Faculty of the Microbiome Initiative are involved in several graduate programs, and teach courses relevant to the Microbiome Initiative mission. See below a sample of recent courses.

GRS BI 594: Topics in Biology: Quantitative Microbiology

Instructor: Prof. Joe Larkin

This course covers mathematical models used to describe bacterial behaviors and phenomena including growth, multispecies interactions, motility, and cell differentiation. Includes an introduction to python (no programming experience needed). Techniques/approaches learned are applicable to any area of the life sciences.

CAS BI 411/GRS 611: Microbiome: Our Intimate Relationship with Microorganisms

Instructor: Prof. Horatio Frydman

The microbial community - referred to as "microbiome" - that colonizes our body plays an important role in our health. Topics include (1) the human microbiome; and (2) fundamental aspects of the interactions between animals and the microorganisms that reside on them. Three hours lecture; one hour discussion.

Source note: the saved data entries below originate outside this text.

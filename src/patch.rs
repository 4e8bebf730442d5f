//! Fix payloads and the patch applier
//!
//! A payload describes a fix independent of where it came from. The applier
//! writes it to disk under a backup guard, so a failed apply leaves every
//! touched file as it was.

use crate::backup::{guarded, BackupGuard};
use crate::diff::{self, FilePatch, PatchSet};
use crate::error::{FixError, FixResult};
use crate::util::{line_ending, resolve_under_root};
use serde::{Deserialize, Serialize};
use std::fs;
use std::path::{Path, PathBuf};
use tracing::{debug, info};

/// Payload the AI tier records once its patch applied. It marks the error
/// as seen; it is not itself a replayable fix.
pub const AI_SENTINEL: &str = "AI patch applied";

/// A structured fix. Exactly one variant is active per payload.
#[derive(Debug, Clone, PartialEq, Eq, Serialize, Deserialize)]
#[serde(tag = "type")]
pub enum FixPayload {
    /// Insert literal lines after the given (1-based) line numbers
    #[serde(rename = "snippet")]
    SnippetInject { targets: Vec<(usize, String)> },
    /// A patch in unified diff form, covering one or more files
    #[serde(rename = "diff")]
    UnifiedDiff { diff_text: String },
    /// Rewrite the value of `key` in the target file
    #[serde(rename = "config")]
    ConfigUpdate { key: String, new_value: String },
    /// Append a definition verbatim to the end of the file
    #[serde(rename = "append")]
    RawAppend { code_text: String },
}

/// Which rule recognized a stored payload text
#[derive(Debug, Clone, Copy, PartialEq, Eq)]
enum PayloadShape {
    TaggedJson,
    DiffText,
    Definition,
}

/// Ordered predicate chain used to recognize stored payload text.
/// First match wins.
const SHAPE_RULES: &[(PayloadShape, fn(&str) -> bool)] = &[
    (PayloadShape::TaggedJson, is_tagged_json),
    (PayloadShape::DiffText, diff::has_diff_header),
    (PayloadShape::Definition, has_definition_keyword),
];

fn is_tagged_json(text: &str) -> bool {
    let trimmed = text.trim_start();
    if !trimmed.starts_with('{') {
        return false;
    }
    serde_json::from_str::<serde_json::Value>(trimmed)
        .ok()
        .and_then(|v| v.as_object().map(|o| o.contains_key("type")))
        .unwrap_or(false)
}

fn has_definition_keyword(text: &str) -> bool {
    text.contains("def ") || text.contains("class ")
}

impl FixPayload {
    /// Resolve free-form stored text into a payload variant.
    pub fn resolve(text: &str) -> FixResult<Self> {
        let shape = SHAPE_RULES
            .iter()
            .find(|(_, matches)| matches(text))
            .map(|(shape, _)| *shape)
            .ok_or(FixError::UnrecognizedPayload)?;

        match shape {
            PayloadShape::TaggedJson => serde_json::from_str(text.trim())
                .map_err(|e| FixError::PatchParse(format!("invalid payload JSON: {}", e))),
            PayloadShape::DiffText => Ok(FixPayload::UnifiedDiff {
                diff_text: text.to_string(),
            }),
            PayloadShape::Definition => Ok(FixPayload::RawAppend {
                code_text: text.to_string(),
            }),
        }
    }

    /// Serialized form for the learning store. Structured variants are
    /// stored as tagged JSON; diffs and definitions as their raw text, which
    /// `resolve` recognizes on the way back.
    pub fn to_stored(&self) -> String {
        match self {
            FixPayload::UnifiedDiff { diff_text } => diff_text.clone(),
            FixPayload::RawAppend { code_text } if has_definition_keyword(code_text) => {
                code_text.clone()
            }
            other => serde_json::to_string(other).unwrap_or_default(),
        }
    }

    pub fn kind(&self) -> &'static str {
        match self {
            FixPayload::SnippetInject { .. } => "snippet",
            FixPayload::UnifiedDiff { .. } => "diff",
            FixPayload::ConfigUpdate { .. } => "config",
            FixPayload::RawAppend { .. } => "append",
        }
    }
}

/// Source text split into lines, remembering its line ending and whether
/// it ended in one
#[derive(Debug, Clone, PartialEq, Eq)]
pub(crate) struct SourceLines {
    pub lines: Vec<String>,
    eol: &'static str,
    trailing_newline: bool,
}

impl SourceLines {
    pub fn parse(content: &str) -> Self {
        Self {
            lines: content.lines().map(str::to_string).collect(),
            eol: line_ending(content),
            trailing_newline: content.ends_with('\n') || content.is_empty(),
        }
    }

    pub fn render(&self) -> String {
        let mut out = self.lines.join(self.eol);
        if self.trailing_newline && !out.is_empty() {
            out.push_str(self.eol);
        }
        out
    }

    pub fn read(path: &Path) -> FixResult<Self> {
        Ok(Self::parse(&read_text(path)?))
    }

    pub fn write(&self, path: &Path) -> FixResult<()> {
        write_text(path, &self.render())
    }
}

pub(crate) fn read_text(path: &Path) -> FixResult<String> {
    if !path.is_file() {
        return Err(FixError::FileNotFound(path.to_path_buf()));
    }
    fs::read_to_string(path).map_err(|e| FixError::io(path, e))
}

pub(crate) fn write_text(path: &Path, content: &str) -> FixResult<()> {
    fs::write(path, content).map_err(|e| FixError::io(path, e))
}

/// Applies payloads to files under the project root
#[derive(Debug, Clone)]
pub struct PatchApplier {
    project_root: PathBuf,
}

impl PatchApplier {
    pub fn new(project_root: impl Into<PathBuf>) -> Self {
        Self {
            project_root: project_root.into(),
        }
    }

    /// Apply `payload` to `target`. Returns every file that was modified.
    pub fn apply(&self, target: &Path, payload: &FixPayload) -> FixResult<Vec<PathBuf>> {
        debug!(file = %target.display(), kind = payload.kind(), "applying payload");
        match payload {
            FixPayload::SnippetInject { targets } => {
                guarded(target, |path| inject_snippets(path, targets))?;
            }
            FixPayload::UnifiedDiff { diff_text } => {
                let set = PatchSet::parse(diff_text)?;
                return self.apply_patch_set(target, &set);
            }
            FixPayload::ConfigUpdate { key, new_value } => {
                guarded(target, |path| update_config_value(path, key, new_value))?;
            }
            FixPayload::RawAppend { code_text } => {
                guarded(target, |path| append_code(path, code_text))?;
            }
        }
        Ok(vec![target.to_path_buf()])
    }

    /// Apply every file patch, or none of them.
    fn apply_patch_set(&self, target: &Path, set: &PatchSet) -> FixResult<Vec<PathBuf>> {
        let mut guards: Vec<(BackupGuard, &FilePatch)> = Vec::with_capacity(set.files.len());
        for file_patch in &set.files {
            let path = self.resolve_patch_path(target, file_patch)?;
            if guards.iter().any(|(g, _)| g.target() == path) {
                return Err(FixError::PatchParse(format!(
                    "diff patches {} more than once",
                    path.display()
                )));
            }
            guards.push((BackupGuard::acquire(&path)?, file_patch));
        }

        let mut failure = None;
        for (guard, file_patch) in &guards {
            let original = guard.original_text();
            let result = diff::apply_file_patch(&original, file_patch)
                .map_err(|reason| FixError::apply(guard.target(), reason))
                .and_then(|patched| write_text(guard.target(), &patched));
            if let Err(err) = result {
                failure = Some(err);
                break;
            }
            let (added, removed) = file_patch.stats();
            debug!(file = %guard.target().display(), added, removed, "file patched");
        }

        if let Some(err) = failure {
            for (guard, _) in guards {
                guard.restore()?;
            }
            return Err(err);
        }

        let touched: Vec<PathBuf> = guards
            .into_iter()
            .map(|(guard, _)| {
                let path = guard.target().to_path_buf();
                guard.commit();
                path
            })
            .collect();
        info!(files = touched.len(), "diff applied");
        Ok(touched)
    }

    /// Map a path named in a diff onto disk. The path must stay inside the
    /// project root. Model-written diffs often name the file loosely, so a
    /// path that matches the target's tail (or just its file name) is taken
    /// to mean the target.
    fn resolve_patch_path(&self, target: &Path, file_patch: &FilePatch) -> FixResult<PathBuf> {
        if file_patch.is_creation() {
            return Err(FixError::apply(
                file_patch.target_path(),
                "creating new files is not supported",
            ));
        }

        let named = Path::new(file_patch.target_path());
        let in_root = resolve_under_root(&self.project_root, named)
            .map_err(|reason| FixError::apply(named, reason))?;
        if in_root.is_file() {
            return Ok(in_root);
        }
        if target.ends_with(named) || named.file_name().is_some_and(|n| Some(n) == target.file_name())
        {
            return Ok(target.to_path_buf());
        }
        Err(FixError::FileNotFound(in_root))
    }
}

fn inject_snippets(path: &Path, targets: &[(usize, String)]) -> FixResult<()> {
    let mut source = SourceLines::read(path)?;
    for (line_no, text) in targets {
        if *line_no <= source.lines.len() {
            source.lines.insert(*line_no, text.clone());
        } else {
            debug!(line = line_no, "snippet target out of range, skipped");
        }
    }
    source.write(path)
}

fn update_config_value(path: &Path, key: &str, new_value: &str) -> FixResult<()> {
    let mut source = SourceLines::read(path)?;
    let line = source.lines.iter_mut().find_map(|line| {
        let sep_end = config_separator(line.as_str(), key)?;
        Some((line, sep_end))
    });

    let Some((line, sep_end)) = line else {
        return Err(FixError::apply(path, format!("key '{}' not found", key)));
    };
    *line = format!("{} {}", &line[..sep_end], new_value);
    source.write(path)
}

/// Byte offset just past the `=`/`:` that follows `key` at the start of the
/// line, if the line assigns `key`.
fn config_separator(line: &str, key: &str) -> Option<usize> {
    let indent = line.len() - line.trim_start().len();
    let rest = line[indent..].strip_prefix(key)?;
    let gap = rest.len() - rest.trim_start().len();
    let after_gap = &rest[gap..];
    let is_assignment = (after_gap.starts_with('=') && !after_gap.starts_with("=="))
        || after_gap.starts_with(':');
    is_assignment.then(|| indent + key.len() + gap + 1)
}

fn append_code(path: &Path, code_text: &str) -> FixResult<()> {
    let mut content = read_text(path)?;
    let eol = line_ending(&content);
    if !content.is_empty() && !content.ends_with('\n') {
        content.push_str(eol);
    }
    content.push_str(eol);
    content.push_str(&code_text.lines().collect::<Vec<_>>().join(eol));
    if !content.ends_with('\n') {
        content.push_str(eol);
    }
    write_text(path, &content)
}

Seeing is Believing: Exploring Marine Microbes through Fluorescence In Situ Hybridization Microscopy

Instructor: Prof Jeffrey Marlow

Microorganisms are the most abundant form of life in the ocean. From the sun-drenched surface waters to the dark abyssal plains, microbes play essential roles in recycling nutrients, supporting higher trophic levels, and absorbing climate and environmental changes. In recent years, scientists have discovered a stunning array of new microbial life thanks to rapidly advancing DNA sequencing technology. However, high-throughput sequencing often lacks quantitative replicability, and by sacrificing spatial arrangements, key symbioses or other microbial interactions are easily missed. Fluorescence in situ hybridization (FISH) is a critical tool in any microbiologist’s repertoire that uses sequencing as a springboard to develop a deeper sense of specific species’ roles in an ecosystem. The technique introduces fluorescent oligonucleotide probes that bind with target organisms and can be seen under the microscope. By visualizing distinct lineages with strategically designed fluorescent probes, a more quantitative understanding of abundance and potential inter-species relationships is possible. This project-based course will introduce upper-level undergraduate and graduate students to a range of FISH techniques and the research questions they can address, unfolding key topics of molecular biology, microbial ecology, and microscopy in the process. By focusing on microorganisms found in local salt marsh sediments, students will contribute new primary data to a marine ecosystem on the front lines of climate change.

ENG BF 571-A1: Dynamics and Evolution of Biological Networks

Instructor: Prof. Daniel Segrè

The course focuses on mathematical models for exploring the organization, dynamics, and evolution of biochemical and genetic networks. Topics include: introductions to metabolic and genetic networks, deterministic and stochastic kinetics of biochemical pathways; genome-scale models of metabolic reaction fluxes; models of regulatory networks; modular architecture of biological networks.

CAS BI 413 Microbial Ecology

Microbes (bacteria, archaea, and fungi) are the most diverse, abundant living organisms and microbial communities are key contributors to ecosystems. Topics include microbial cell structure and physiology, microbe-microbe interactions including biofilm formation and quorum sensing, and microbe-environment interactions.